Top Five Sports Law Stories For 2017 – Forbes

This year was another interesting year in sports law, highlighted by the Supreme Court’s rejection of certiorari in O’Bannon v. NCAA — marking an end to six years of litigation over whether the NCAA can prevent colleges from sharing licensing revenues with their athletes.

2017 figures to be just as exciting year, with a series of new lawsuits related to college athletes’ rights, sports gaming, and labor law.

Here are the top five stories that should appear on the ‘sports law docket’ in 2017:

1.  College Athletes Continue their Fight for Free Markets in Jenkins v. NCAA.  Lurking behind O’Bannon v. NCAA case on the college sports antitrust docket is Jenkins v. NCAA a class action lawsuit filed on behalf of FBS football and Division I men’s basketball players by renowned sports-antitrust attorney Jeffrey Kessler. 

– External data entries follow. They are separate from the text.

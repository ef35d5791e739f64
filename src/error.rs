use thiserror::Error;

#[derive(Error, Debug)]
pub enum Error {
    /// Missing or conflicting configuration. Fatal at startup.
    #[error("Configuration error: {0}")]
    Configuration(String),

    /// The token endpoint could not be reached.
    #[error("Transport error: {0}")]
    Transport(String),

    /// The token endpoint answered with a non-success status.
    #[error("Token endpoint returned {status}: {body}")]
    Grant { status: u16, body: String },

    #[error("Failed to sign assertion: {0}")]
    Signing(String),

    #[error("IO error: {0}")]
    Io(#[from] std::io::Error),

    #[error("JSON serialization error: {0}")]
    Json(#[from] serde_json::Error),
}

impl Error {
    /// Fatal errors stop the process before any server is started.
    pub fn is_fatal(&self) -> bool {
        matches!(self, Error::Configuration(_))
    }
}

pub type Result<T> = std::result::Result<T, Error>;
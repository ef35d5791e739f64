//! Signing key material.
//!
//! A [`SigningIdentity`] is either a certificate backed identity (PEM files or
//! a PKCS#12 keystore) or a raw RSA JSON Web Key. Whatever the source, the
//! private key is normalised to an RSA key that can sign RS256 assertions.

use std::{fmt, fs, io::BufReader, path::Path};

use base64::{engine::general_purpose::STANDARD, Engine as _};
use jsonwebtoken::EncodingKey;
use p12_keystore::KeyStore;
use rsa::{
    pkcs1::{DecodeRsaPrivateKey, EncodeRsaPrivateKey},
    pkcs8::DecodePrivateKey,
    BigUint, RsaPrivateKey,
};
use rustls_pemfile::Item;
use serde::Deserialize;
use tracing::{debug, info};

use crate::{
    config::IdentitySource,
    error::{Error, Result},
};

/// The key used to sign client assertions. Built once at startup.
#[derive(Clone)]
pub enum SigningIdentity {
    Certificate(CertificateIdentity),
    Jwk(JwkIdentity),
}

impl SigningIdentity {
    /// Load key material from the configured source.
    pub fn load(source: &IdentitySource) -> Result<Self> {
        let identity = match source {
            IdentitySource::Pem {
                certificate,
                private_key,
            } => SigningIdentity::Certificate(CertificateIdentity::from_pem_files(
                certificate,
                private_key,
            )?),
            IdentitySource::Pkcs12 { path, password } => {
                SigningIdentity::Certificate(CertificateIdentity::from_pkcs12_file(path, password)?)
            }
            IdentitySource::Jwk { path } => SigningIdentity::Jwk(JwkIdentity::from_file(path)?),
        };
        info!("Loaded signing identity: {:?}", identity);
        Ok(identity)
    }

    pub fn encoding_key(&self) -> &EncodingKey {
        match self {
            SigningIdentity::Certificate(cert) => &cert.key,
            SigningIdentity::Jwk(jwk) => &jwk.key,
        }
    }

    /// Value of the `x5c` header: the base64 DER leaf certificate, if any.
    pub fn x5c(&self) -> Option<Vec<String>> {
        match self {
            SigningIdentity::Certificate(cert) => Some(vec![STANDARD.encode(cert.leaf())]),
            SigningIdentity::Jwk(_) => None,
        }
    }
}

impl fmt::Debug for SigningIdentity {
    fn fmt(&self, f: &mut fmt::Formatter<'_>) -> fmt::Result {
        match self {
            SigningIdentity::Certificate(cert) => cert.fmt(f),
            SigningIdentity::Jwk(jwk) => jwk.fmt(f),
        }
    }
}

/// An X.509 certificate chain with the private key of its leaf.
#[derive(Clone)]
pub struct CertificateIdentity {
    chain: Vec<Vec<u8>>,
    subject: Option<String>,
    key: EncodingKey,
}

impl CertificateIdentity {
    /// Build from a DER chain, leaf first.
    pub fn new(chain: Vec<Vec<u8>>, private_key: &RsaPrivateKey) -> Result<Self> {
        if chain.is_empty() {
            return Err(Error::Configuration(
                "Certificate chain is empty".to_string(),
            ));
        }
        Ok(Self {
            chain,
            subject: None,
            key: encoding_key(private_key)?,
        })
    }

    /// Read a PEM certificate chain and a PKCS#1 or PKCS#8 private key. The
    /// two paths may point at the same file.
    pub fn from_pem_files(certificate: &Path, private_key: &Path) -> Result<Self> {
        let mut chain = Vec::new();
        let mut key = None;

        let mut paths = vec![certificate];
        if private_key != certificate {
            paths.push(private_key);
        }

        for path in paths {
            for item in read_pem(path)? {
                match item {
                    Item::X509Certificate(der) if path == certificate => {
                        chain.push(der.as_ref().to_vec())
                    }
                    Item::Pkcs1Key(der) if key.is_none() => {
                        key = Some(
                            RsaPrivateKey::from_pkcs1_der(der.secret_pkcs1_der()).map_err(|e| {
                                Error::Configuration(format!(
                                    "Invalid RSA key in {}: {e}",
                                    path.display()
                                ))
                            })?,
                        );
                    }
                    Item::Pkcs8Key(der) if key.is_none() => {
                        key = Some(pkcs8_rsa_key(der.secret_pkcs8_der(), path)?);
                    }
                    Item::Sec1Key(_) => {
                        return Err(Error::Configuration(format!(
                            "{} holds an EC key, only RSA keys can sign RS256 assertions",
                            path.display()
                        )));
                    }
                    other => debug!("Ignoring PEM section in {}: {:?}", path.display(), other),
                }
            }
        }

        let key = key.ok_or_else(|| {
            Error::Configuration(format!("No private key found in {}", private_key.display()))
        })?;
        if chain.is_empty() {
            return Err(Error::Configuration(format!(
                "No certificate found in {}",
                certificate.display()
            )));
        }

        Self::new(chain, &key)
    }

    /// Read the first key entry of a PKCS#12 keystore.
    pub fn from_pkcs12_file(path: &Path, password: &str) -> Result<Self> {
        let data = read_file(path)?;
        let keystore = KeyStore::from_pkcs12(&data, password).map_err(|e| {
            Error::Configuration(format!("Unable to open keystore {}: {e}", path.display()))
        })?;

        let (alias, entry) = keystore.private_key_chain().ok_or_else(|| {
            Error::Configuration(format!("Keystore {} holds no private key", path.display()))
        })?;
        debug!("Using keystore entry '{}'", alias);

        let key = pkcs8_rsa_key(entry.key(), path)?;
        let chain: Vec<Vec<u8>> = entry
            .chain()
            .iter()
            .map(|cert| cert.as_der().to_vec())
            .collect();
        let subject = entry.chain().first().map(|cert| cert.subject().to_string());

        let mut identity = Self::new(chain, &key)?;
        identity.subject = subject;
        Ok(identity)
    }

    /// DER encoding of the leaf certificate.
    pub fn leaf(&self) -> &[u8] {
        &self.chain[0]
    }

    pub fn chain(&self) -> &[Vec<u8>] {
        &self.chain
    }
}

impl fmt::Debug for CertificateIdentity {
    fn fmt(&self, f: &mut fmt::Formatter<'_>) -> fmt::Result {
        f.debug_struct("CertificateIdentity")
            .field("subject", &self.subject)
            .field("chain_len", &self.chain.len())
            .finish_non_exhaustive()
    }
}

/// A pre-registered RSA key in JSON Web Key format.
#[derive(Clone)]
pub struct JwkIdentity {
    kid: Option<String>,
    key: EncodingKey,
}

#[derive(Deserialize)]
struct RsaJwk {
    kty: String,
    kid: Option<String>,
    n: String,
    e: String,
    d: Option<String>,
    p: Option<String>,
    q: Option<String>,
}

impl JwkIdentity {
    pub fn from_file(path: &Path) -> Result<Self> {
        let data = read_file(path)?;
        let json = String::from_utf8(data).map_err(|_| {
            Error::Configuration(format!("{} is not valid UTF-8", path.display()))
        })?;
        Self::from_json(&json)
    }

    pub fn from_json(json: &str) -> Result<Self> {
        let jwk: RsaJwk = serde_json::from_str(json)
            .map_err(|e| Error::Configuration(format!("Invalid JWK: {e}")))?;

        if jwk.kty != "RSA" {
            return Err(Error::Configuration(format!(
                "Unsupported JWK key type '{}', only RSA keys can sign RS256 assertions",
                jwk.kty
            )));
        }
        let d = jwk.d.as_deref().ok_or_else(|| {
            Error::Configuration("JWK holds a public key, a private key is required".to_string())
        })?;

        let mut primes = Vec::new();
        if let (Some(p), Some(q)) = (&jwk.p, &jwk.q) {
            primes.push(jwk_uint(p, "p")?);
            primes.push(jwk_uint(q, "q")?);
        }

        let key = RsaPrivateKey::from_components(
            jwk_uint(&jwk.n, "n")?,
            jwk_uint(&jwk.e, "e")?,
            jwk_uint(d, "d")?,
            primes,
        )
        .map_err(|e| Error::Configuration(format!("Invalid RSA JWK: {e}")))?;

        if let Some(kid) = &jwk.kid {
            info!(
                "JWK carries kid '{}'; pass it with --kid if the client is registered with it",
                kid
            );
        }

        Ok(Self {
            kid: jwk.kid,
            key: encoding_key(&key)?,
        })
    }

    /// The `kid` stored in the JWK file, if any.
    pub fn kid(&self) -> Option<&str> {
        self.kid.as_deref()
    }
}

impl fmt::Debug for JwkIdentity {
    fn fmt(&self, f: &mut fmt::Formatter<'_>) -> fmt::Result {
        f.debug_struct("JwkIdentity")
            .field("kid", &self.kid)
            .finish_non_exhaustive()
    }
}

fn encoding_key(key: &RsaPrivateKey) -> Result<EncodingKey> {
    let der = key
        .to_pkcs1_der()
        .map_err(|e| Error::Configuration(format!("Unable to encode RSA key: {e}")))?;
    Ok(EncodingKey::from_rsa_der(der.as_bytes()))
}

fn pkcs8_rsa_key(der: &[u8], path: &Path) -> Result<RsaPrivateKey> {
    RsaPrivateKey::from_pkcs8_der(der).map_err(|e| {
        Error::Configuration(format!(
            "Private key in {} is not a usable RSA key: {e}",
            path.display()
        ))
    })
}

fn jwk_uint(value: &str, member: &str) -> Result<BigUint> {
    use base64::engine::general_purpose::URL_SAFE_NO_PAD;

    let bytes = URL_SAFE_NO_PAD
        .decode(value.trim_end_matches('='))
        .map_err(|e| Error::Configuration(format!("Invalid JWK member '{member}': {e}")))?;
    Ok(BigUint::from_bytes_be(&bytes))
}

fn read_pem(path: &Path) -> Result<Vec<Item>> {
    let data = read_file(path)?;
    rustls_pemfile::read_all(&mut BufReader::new(data.as_slice()))
        .collect::<std::result::Result<Vec<_>, _>>()
        .map_err(|e| Error::Configuration(format!("Invalid PEM file {}: {e}", path.display())))
}

fn read_file(path: &Path) -> Result<Vec<u8>> {
    fs::read(path)
        .map_err(|e| Error::Configuration(format!("Unable to read {}: {e}", path.display())))
}

#[cfg(test)]
mod tests {
    use super::*;
    use crate::testutils;

    #[test]
    fn test_pem_identity_has_leaf_certificate() {
        let identity = testutils::pem_identity();
        let x5c = identity.x5c().unwrap();
        assert_eq!(x5c, vec![testutils::fixture_string("client.crt.b64")]);
    }

    #[test]
    fn test_pkcs8_key_is_accepted() {
        let identity = CertificateIdentity::from_pem_files(
            &testutils::fixture_path("client.crt"),
            &testutils::fixture_path("client.pk8.pem"),
        )
        .unwrap();
        assert_eq!(identity.chain().len(), 1);
    }

    #[test]
    fn test_pkcs12_identity_matches_pem_certificate() {
        let identity = testutils::pkcs12_identity();
        let pem = testutils::pem_identity();
        assert_eq!(identity.x5c(), pem.x5c());
    }

    #[test]
    fn test_pkcs12_wrong_password() {
        let err = CertificateIdentity::from_pkcs12_file(
            &testutils::fixture_path("client.p12"),
            "wrong",
        )
        .unwrap_err();
        assert!(err.is_fatal());
    }

    #[test]
    fn test_jwk_identity_has_no_x5c() {
        let identity = testutils::jwk_identity();
        assert!(identity.x5c().is_none());
        match identity {
            SigningIdentity::Jwk(jwk) => assert_eq!(jwk.kid(), Some("jwk-test-key")),
            other => panic!("unexpected identity {other:?}"),
        }
    }

    #[test]
    fn test_public_jwk_rejected() {
        let err = JwkIdentity::from_json(r#"{"kty":"RSA","n":"AQAB","e":"AQAB"}"#).unwrap_err();
        assert!(err.to_string().contains("private key is required"));
    }

    #[test]
    fn test_ec_jwk_rejected() {
        let err =
            JwkIdentity::from_json(r#"{"kty":"EC","n":"AQAB","e":"AQAB","d":"AQAB"}"#).unwrap_err();
        assert!(err.to_string().contains("Unsupported JWK key type"));
    }

    #[test]
    fn test_missing_file_is_configuration_error() {
        let err = SigningIdentity::load(&IdentitySource::Jwk {
            path: testutils::fixture_path("does-not-exist.json"),
        })
        .unwrap_err();
        assert!(err.is_fatal());
    }

    #[test]
    fn test_certificate_file_without_key() {
        let cert = testutils::fixture_path("client.crt");
        let err = CertificateIdentity::from_pem_files(&cert, &cert).unwrap_err();
        assert!(err.to_string().contains("No private key"));
    }
}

The Jenkins lawsuit seeks to overturn NCAA rules that place “a ceiling on the compensation that may be paid to [college] athletes for their services” and thus may have far broader implications for college sports than the O’Bannon ruling.  If the plaintiffs in Jenkins fully prevail, colleges may find themselves bidding for college athletes’ services in a similar fashion to how colleges already bid for research instructor and Ph.D students’ services.

Distinguished sports attorney Jeffrey Kessler in lead counsel in the ongoing antitrust lawsuit J.enkins v. NCAA (AP Foto/ Louis Lanzano)

2.  Plaintiffs Lawyers Continue to Argue for the “Employee Status” of College Athletes.  Since Region 13 of the National Labor Relations Board found Northwestern University’s grant-in-aid college football players to constitute “employees” under labor law, numerous other lawsuits have attempted to gain for college athletes the status of employee under employment law.

Although the U.S. Court of Appeals for the Seventh Circuit recently denied claims in Berger v. NCAA that the University of Pennsylvania women’s track and field team were employees entitled to the benefit of minimum wage under the Fair Labor Standards Act, plaintiffs’ lawyers have since requested an en banc review.

Meanwhile, in the U.S. District Court for the Northern District of California, a different set of class action plaintiffs have asked the court in Dawson v. NCAA to hold that Pac-12 conference football and men’s basketball players constitute employees under employment law.  Given the limited nature of the plaintiffs’ class, success by the Dawson plaintiffs seems somewhat more likely.